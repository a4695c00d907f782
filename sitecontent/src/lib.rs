pub mod assets;
pub mod document;
pub mod entry_id;
pub mod error;
pub mod loader;
pub mod record;
pub mod schema;
pub mod store;
pub mod validation;
pub mod watcher;

pub use assets::{ImageRef, ImageResolver, RelativeImageResolver};
pub use error::{ContentError, Result};
pub use loader::GlobLoader;
pub use record::{RawRecord, TypedValue, ValidatedRecord};
pub use schema::{CollectionDefinition, CollectionSchema, FieldKind, SchemaField};
pub use store::{CheckReport, ContentStore};
pub use validation::{validate, ValidationError, ValidationReason};
pub use watcher::ContentWatcher;
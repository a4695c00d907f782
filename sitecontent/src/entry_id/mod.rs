// Entry ids: derived from the file path, or taken from front matter.

use std::path::{Component, Path};

/// Front-matter key that overrides the path-derived id.
pub const SLUG_KEY: &str = "slug";

/// Derive an entry id from a path relative to the collection base.
///
/// A string `slug` in the record wins. Otherwise the extension is dropped,
/// each segment is slugified and a trailing `/index` is removed, so
/// `2024/Hello World/index.md` becomes `2024/hello-world`.
pub fn derive_entry_id(
    relative: &Path,
    fields: &serde_json::Map<String, serde_json::Value>,
) -> String {
    if let Some(serde_json::Value::String(slug)) = fields.get(SLUG_KEY) {
        let slug = slug.trim().trim_matches('/');
        if !slug.is_empty() {
            return slug.to_string();
        }
    }

    let without_ext = relative.with_extension("");
    let id = without_ext
        .components()
        .filter_map(|c| match c {
            Component::Normal(segment) => Some(slugify(&segment.to_string_lossy())),
            _ => None,
        })
        .filter(|segment| !segment.is_empty())
        .collect::<Vec<_>>()
        .join("/");

    match id.strip_suffix("/index") {
        Some(parent) => parent.to_string(),
        None => id,
    }
}

/// Slugify a string for use in entry ids
pub fn slugify(input: &str) -> String {
    slug::slugify(input)
}

#[cfg(test)]
mod tests {
    use super::*;
    use serde_json::json;

    fn no_fields() -> serde_json::Map<String, serde_json::Value> {
        serde_json::Map::new()
    }

    #[test]
    fn test_id_from_file_name() {
        assert_eq!(derive_entry_id(Path::new("first-post.md"), &no_fields()), "first-post");
        assert_eq!(derive_entry_id(Path::new("Second Post.mdx"), &no_fields()), "second-post");
        assert_eq!(derive_entry_id(Path::new("joes-diner.json"), &no_fields()), "joes-diner");
    }

    #[test]
    fn test_id_keeps_directories() {
        assert_eq!(
            derive_entry_id(Path::new("2024/Trip Report.md"), &no_fields()),
            "2024/trip-report"
        );
    }

    #[test]
    fn test_trailing_index_removed() {
        assert_eq!(
            derive_entry_id(Path::new("guides/setup/index.md"), &no_fields()),
            "guides/setup"
        );
        assert_eq!(derive_entry_id(Path::new("index.md"), &no_fields()), "index");
    }

    #[test]
    fn test_slug_field_overrides_path() {
        let fields = json!({ "slug": "/custom/path/" });
        let fields = fields.as_object().unwrap();
        assert_eq!(derive_entry_id(Path::new("whatever.md"), fields), "custom/path");

        let blank = json!({ "slug": "  " });
        assert_eq!(
            derive_entry_id(Path::new("whatever.md"), blank.as_object().unwrap()),
            "whatever"
        );
    }
}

[Work order]:
Where does the string "record" occur in the material? Copy every line where it does.

[Worked solution]:
pub mod record;
pub use record::{RawRecord, TypedValue, ValidatedRecord};
/// A string `slug` in the record wins. Otherwise the extension is dropped,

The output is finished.